In early 2006 I decided to write a novel entitled LUREEN'S LAW. It had been awhile since I'd written anything of any length, five years at least, and my initial approach was hesitant. "Do I really want to go through with this?" I kept asking myself, the two novels I'd attempted prior nothing more than well-intentioned disaster areas. Even worse was the question "Why bother?"
As Barbara Ehrenreich told this year's J-School grads in her commencement speech at UC Berkeley "The publishing industry was in tatters by 2005," and I think we can all assume conditions haven't improved. As a result risk is virtually non-existent. It's strictly business as usual. And it is a business; short term profits the order of the day. Rather than nurture publishers literally need to dine out of the garbage can to make a buck. And in a strict "business paradigm" it makes an awful kind of sense.
This is hardly good news, especially for the budding writer who charts a different course than prescribed. More intimidating still is actually charting that course, putting the words on paper. Anyone who tells you "Oh, writing a novel isn't hard," has obviously never tried. In truth the gift of writing can be a real curse. It's like being a film director with nobody to push around. You, the author, are everything; the be-all, end-all word wizard strung out on stale coffee, crusted pastry and enough nicotine to kill a good-sized horse as you create worlds only you can weave and hope like hell a couple of other people get the point.

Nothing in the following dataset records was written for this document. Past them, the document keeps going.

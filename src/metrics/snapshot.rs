#[derive(Debug, Default, Clone, Copy, PartialEq, Eq)]
pub struct ArcMetricsSnapshot {
    pub get_calls: u64,
    pub get_hits: u64,
    pub get_misses: u64,

    pub insert_calls: u64,
    pub insert_updates: u64,
    pub insert_new: u64,

    pub evicted_entries: u64,
    pub recency_evictions: u64,
    pub frequency_evictions: u64,

    pub promotions: u64,
    pub recency_ghost_hits: u64,
    pub frequency_ghost_hits: u64,
    pub recency_capacity_gains: u64,
    pub frequency_capacity_gains: u64,

    // gauges captured at snapshot time
    pub recency_len: usize,
    pub frequency_len: usize,
    pub recency_capacity: usize,
    pub frequency_capacity: usize,
    pub capacity: usize,
}

impl ArcMetricsSnapshot {
    /// Fraction of `get` calls that returned a value, `0.0` before any call.
    pub fn hit_ratio(&self) -> f64 {
        if self.get_calls == 0 {
            0.0
        } else {
            self.get_hits as f64 / self.get_calls as f64
        }
    }
}
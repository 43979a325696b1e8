//! Key-to-shard routing for the sharded policies.
//!
//! A key is hashed together with the selector's seed and the 64-bit hash is
//! mapped onto `[0, shards)` with a multiply-shift range reduction, which uses
//! the high bits of the hash rather than the low bits a modulo would.
//!
//! ```text
//!   key ──► FxHasher(seed, key) ──► h: u64 ──► (h * shards) >> 64 ──► shard
//! ```
//!
//! ```
//! use evictkit::ds::ShardSelector;
//!
//! let selector = ShardSelector::new(4, 7);
//! let shard = selector.shard_for_key(&"user:123");
//! assert!(shard < 4);
//! assert_eq!(selector.shard_for_key(&"user:123"), shard);
//! ```
use std::hash::{Hash, Hasher};

use rustc_hash::FxHasher;

/// Deterministic seeded mapping from keys to shard indices.
#[derive(Debug, Clone, Copy, PartialEq, Eq)]
pub struct ShardSelector {
    shards: usize,
    seed: u64,
}

impl ShardSelector {
    /// Creates a selector over `shards` shards. Zero is clamped to one.
    pub fn new(shards: usize, seed: u64) -> Self {
        Self {
            shards: shards.max(1),
            seed,
        }
    }

    pub fn shard_count(&self) -> usize {
        self.shards
    }

    pub fn seed(&self) -> u64 {
        self.seed
    }

    /// Maps `key` to a shard in `[0, shard_count())`.
    pub fn shard_for_key<K: Hash + ?Sized>(&self, key: &K) -> usize {
        let mut hasher = FxHasher::default();
        self.seed.hash(&mut hasher);
        key.hash(&mut hasher);
        let hash = hasher.finish();
        ((u128::from(hash) * self.shards as u128) >> 64) as usize
    }

    /// Per-shard capacity such that the shards together hold at least `total`.
    pub fn shard_capacity(&self, total: usize) -> usize {
        total.div_ceil(self.shards)
    }
}

impl Default for ShardSelector {
    fn default() -> Self {
        Self::new(1, 0)
    }
}
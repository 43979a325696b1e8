//! Least Frequently Used (LFU) cache with optional frequency aging.
//!
//! Entries live in [`FrequencyBuckets`]: the victim is the entry with the
//! lowest frequency, and among equals the one that reached that frequency
//! first.
//!
//! ## Aging
//!
//! Plain LFU never forgets: a key that was hot an hour ago keeps its high
//! count and can pin the cache. With aging enabled the cache tracks the sum of
//! all frequencies; once the average frequency exceeds `max_average`, every
//! frequency is lowered by `max_average / 2` (never below 1).
//!
//! ```text
//!   max_average = 10, entries {a: 30, b: 2, c: 1}  → average 11 > 10
//!   age_by(5)                                       → {a: 25, b: 1, c: 1}
//! ```
//!
//! ```
//! use evictkit::policy::lfu::LfuCache;
//! use evictkit::traits::{CoreCache, LfuCacheTrait};
//!
//! let mut cache = LfuCache::new(2);
//! cache.insert("a", 1);
//! cache.insert("b", 2);
//! cache.get(&"a");
//! cache.insert("c", 3);
//!
//! assert!(cache.contains(&"a"));
//! assert!(!cache.contains(&"b"));
//! assert_eq!(cache.frequency(&"a"), Some(2));
//! ```
use std::hash::Hash;

use tracing::{debug, trace};

use crate::ds::FrequencyBuckets;
use crate::error::{ConfigError, InvariantError};
use crate::traits::{CoreCache, LfuCacheTrait, MutableCache};

/// Default aging threshold used by the builder.
pub const DEFAULT_MAX_AVERAGE: u64 = 10;

#[derive(Debug, Clone, Copy)]
struct Aging {
    max_average: u64,
    total: u64,
}

#[derive(Debug)]
pub struct LfuCache<K, V> {
    buckets: FrequencyBuckets<K, V>,
    capacity: usize,
    aging: Option<Aging>,
}

impl<K, V> LfuCache<K, V>
where
    K: Eq + Hash + Clone,
{
    pub fn new(capacity: usize) -> Self {
        Self {
            buckets: FrequencyBuckets::with_capacity(capacity),
            capacity,
            aging: None,
        }
    }

    /// LFU that ages frequencies once their average exceeds `max_average`.
    ///
    /// # Panics
    ///
    /// Panics if `max_average` is below 2. Use [`try_with_aging`](Self::try_with_aging)
    /// for a fallible constructor.
    pub fn with_aging(capacity: usize, max_average: u64) -> Self {
        match Self::try_with_aging(capacity, max_average) {
            Ok(cache) => cache,
            Err(err) => panic!("{err}"),
        }
    }

    /// Fallible [`with_aging`](Self::with_aging).
    ///
    /// `max_average` must be at least 2 so each aging pass lowers frequencies
    /// by a non-zero amount.
    pub fn try_with_aging(capacity: usize, max_average: u64) -> Result<Self, ConfigError> {
        if max_average < 2 {
            return Err(ConfigError::new("aging max_average must be >= 2"));
        }
        let mut cache = Self::new(capacity);
        cache.aging = Some(Aging {
            max_average,
            total: 0,
        });
        Ok(cache)
    }

    pub fn is_aging(&self) -> bool {
        self.aging.is_some()
    }

    pub fn peek(&self, key: &K) -> Option<&V> {
        self.buckets.get(key)
    }

    /// Sum of all resident frequencies.
    pub fn total_frequency(&self) -> u64 {
        match self.aging {
            Some(aging) => aging.total,
            None => self.buckets.total_frequency(),
        }
    }

    /// Integer average frequency, `0` when empty.
    pub fn average_frequency(&self) -> u64 {
        match self.buckets.len() as u64 {
            0 => 0,
            len => self.total_frequency() / len,
        }
    }

    fn note_access(&mut self) {
        let Some(aging) = self.aging.as_mut() else {
            return;
        };
        aging.total = aging.total.saturating_add(1);
        let len = self.buckets.len() as u64;
        if len == 0 || aging.total / len <= aging.max_average {
            return;
        }
        let amount = aging.max_average / 2;
        let before = aging.total;
        aging.total = self.buckets.age_by(amount);
        debug!(amount, before, after = aging.total, "lfu aged frequencies");
    }

    fn note_departure(&mut self, frequency: u64) {
        if let Some(aging) = self.aging.as_mut() {
            aging.total = aging.total.saturating_sub(frequency);
        }
    }

    pub fn check_invariants(&self) -> Result<(), InvariantError> {
        self.buckets.check_invariants()?;
        if self.buckets.len() > self.capacity {
            return Err(InvariantError::new(format!(
                "lfu holds {} entries over capacity {}",
                self.buckets.len(),
                self.capacity
            )));
        }
        if let Some(aging) = self.aging {
            let actual = self.buckets.total_frequency();
            if aging.total != actual {
                return Err(InvariantError::new(format!(
                    "lfu tracks total frequency {} but buckets sum to {actual}",
                    aging.total
                )));
            }
        }
        Ok(())
    }
}

impl<K, V> CoreCache<K, V> for LfuCache<K, V>
where
    K: Eq + Hash + Clone,
{
    fn insert(&mut self, key: K, value: V) -> Option<V> {
        if self.buckets.contains(&key) {
            self.buckets.touch(&key);
            let previous = self.buckets.insert(key, value);
            self.note_access();
            return previous;
        }
        if self.capacity == 0 {
            return None;
        }
        if self.buckets.len() >= self.capacity
            && let Some(victim) = self.buckets.pop_min()
        {
            trace!(frequency = victim.counter, "lfu evicted minimum");
            self.note_departure(victim.counter);
        }
        self.buckets.insert(key, value);
        self.note_access();
        None
    }

    fn get(&mut self, key: &K) -> Option<&V> {
        self.buckets.touch(key)?;
        self.note_access();
        self.buckets.get(key)
    }

    fn contains(&self, key: &K) -> bool {
        self.buckets.contains(key)
    }

    fn len(&self) -> usize {
        self.buckets.len()
    }

    fn capacity(&self) -> usize {
        self.capacity
    }

    fn clear(&mut self) {
        self.buckets.clear();
        if let Some(aging) = self.aging.as_mut() {
            aging.total = 0;
        }
    }
}

impl<K, V> MutableCache<K, V> for LfuCache<K, V>
where
    K: Eq + Hash + Clone,
{
    fn remove(&mut self, key: &K) -> Option<V> {
        let entry = self.buckets.remove(key)?;
        self.note_departure(entry.counter);
        Some(entry.value)
    }
}

impl<K, V> LfuCacheTrait<K, V> for LfuCache<K, V>
where
    K: Eq + Hash + Clone,
{
    fn pop_lfu(&mut self) -> Option<(K, V)> {
        let entry = self.buckets.pop_min()?;
        self.note_departure(entry.counter);
        Some(entry.into_pair())
    }

    fn peek_lfu(&self) -> Option<(&K, &V)> {
        self.buckets.peek_min().map(|entry| (&entry.key, &entry.value))
    }

    fn frequency(&self, key: &K) -> Option<u64> {
        self.buckets.frequency(key)
    }
}
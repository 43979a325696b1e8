//! Eviction policies.
//!
//! | Policy                       | Victim                                   |
//! |------------------------------|------------------------------------------|
//! | [`arc::ArcCore`]             | adaptive: recency tail or lowest frequency |
//! | [`lru::LruCache`]            | least recently used                      |
//! | [`lfu::LfuCache`]            | lowest frequency, optional aging         |
//! | [`lru_k::LruKCache`]         | LRU over keys touched at least `k` times |
//! | [`sharded_lru::ShardedLruCache`] | LRU within the key's shard           |

pub mod arc;
pub mod lfu;
pub mod lru;
pub mod lru_k;
pub mod sharded_lru;
//! evictkit: an adaptive replacement cache and companion eviction policies.
//!
//! The centre of the crate is [`policy::arc::ArcCore`], which splits a fixed
//! capacity between a recency partition and a frequency partition and moves
//! capacity between them on ghost hits. [`policy::arc::ConcurrentArcCache`] is
//! its thread-safe face. LRU, LFU (with optional aging), LRU-K and a sharded
//! LRU share the same traits and the same arena-backed list substrate.
//!
//! ```
//! use evictkit::prelude::*;
//!
//! let mut cache = ArcCore::new(64);
//! cache.insert(1u64, "one");
//! assert_eq!(cache.get(&1), Some(&"one"));
//! assert!(cache.check_invariants().is_ok());
//! ```

pub mod builder;
pub mod ds;
pub mod error;
pub mod policy;

#[cfg(feature = "metrics")]
pub mod metrics;

pub mod prelude;
pub mod traits;

pub use crate::ds::{Entry, FrequencyBuckets, GhostList, IntrusiveList, ShardSelector, SlotArena, SlotId};
pub use crate::error::{ConfigError, InvariantError};
#[cfg(feature = "metrics")]
pub use crate::metrics::snapshot::ArcMetricsSnapshot;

My own experiences are atypical. After a spotty career as a kind of "journalist" ("erotica", self-important book reviews, some "aren't-I-cool" fashion columns and a few snotty takes on the human condition) I'd made more enemies than I could count. And the hatred was, in many ways, well deserved, my behavior every bit as bad as the vodka brewed trash I was turning out. But some of us eventually get in the groove and move on, friendless but still alive. Noting that my media reputation was now shot I then made a regrettable decision. "I know! I'll write novels!"
My first attempt, "Possessed", was a kind of Philip Marlow meets The Three Stooges genre piece which soon "possessed" me to delete the whole thing one awful night. The second was a crazy 600 page screed entitled "The Deluge" which was primarily, though not necessarily, about an ex-girlfriend named Georgeann, (Yes, Georgeann only in Texas as they say). I killed her off in the end (something about an unhinged evangelist) much to my protagonist's regret (and my own considering how I'd "murdered" our real-time relationship long before). Of course it went nowhere.
But, for me at any rate, the third time proved the charm. When I sat down at my rapidly decaying OS-10 something funny happened. The words, the ideas, the very composition of my characters suddenly came alive on paper. It was if I couldn't stop myself, powering through the first twenty pages in little more than a day and a half. I knew I was on to something.
Quickly resigning from my less than edifying day job I settled in for a twelve-month pow-wow with my alleged literary bent, a year of exaltation, exasperation and my spouse's murderous glances when monthly mortgage payments came due. Finally, it was done.
Much to my surprise it made narrative sense. Whacking away at the first four hundred and sixteen page version until it was a lean, mean three hundred and five, I thought it was the best work I'd ever committed to print and I was as confident of publication as a Republican candidate in a gerrymandered rural congressional district come election year.
Lureen's law is a socio/political satire revolving around a fictional Terri Schiavo-like controversy in the American South. Over the course of the novel five individuals -- Rev. Dr. Dobson Reede, Ben Stallings, Lucy Armanjani, Priss Timberlake and Sen. Charles R.E.L. (Chuck) Butts -- become embroiled in the affair, changing their lives as a result.
Lureen Biggs, in a diabetic coma for the past eight years, is about to be cut off her feeding tubes at her husband's request. Mrs. Bigg's estranged son Wayne, left out of the insurance settlement, sells himself to the highest bidder in order to realize a profit from his mother's imminent demise.
That bidder, Rev. Dr. Dobson Reede, intends to use Wayne as a prop to get the conservative U.S. senator Charles R.E.L. (Chuck) Butts re-elected. Butts, on his way to the top, still needs an issue that will enflame the base for that final push and Mrs. Biggs plight seems tailor-made. Dubbing his effort "The Let Me Live Project" Dr. Reede proceeds to gather together a team to "nationalize" the affair, thus propelling the senator into a second term while positioning him for an eventual presidential run.
Butts himself is a disillusioned man. He's disgusted with his party's agenda but can still taste the Oval Office and is prepared to do just about anything to get there. With Reede by his side he's literally invincible. But the senator has got something to hide as well, a secret that would ruin him if it known.
One of Butts more affluent supporters, Priss Timberlake, is also in love with him. Has been since high school. Consequently she pines for him while despising her own over-privileged existence. Then she's made liaison to the Butts re-election committee representing a local Republican woman's organization. Sparks begin to fly as her dreams slowly become a reality.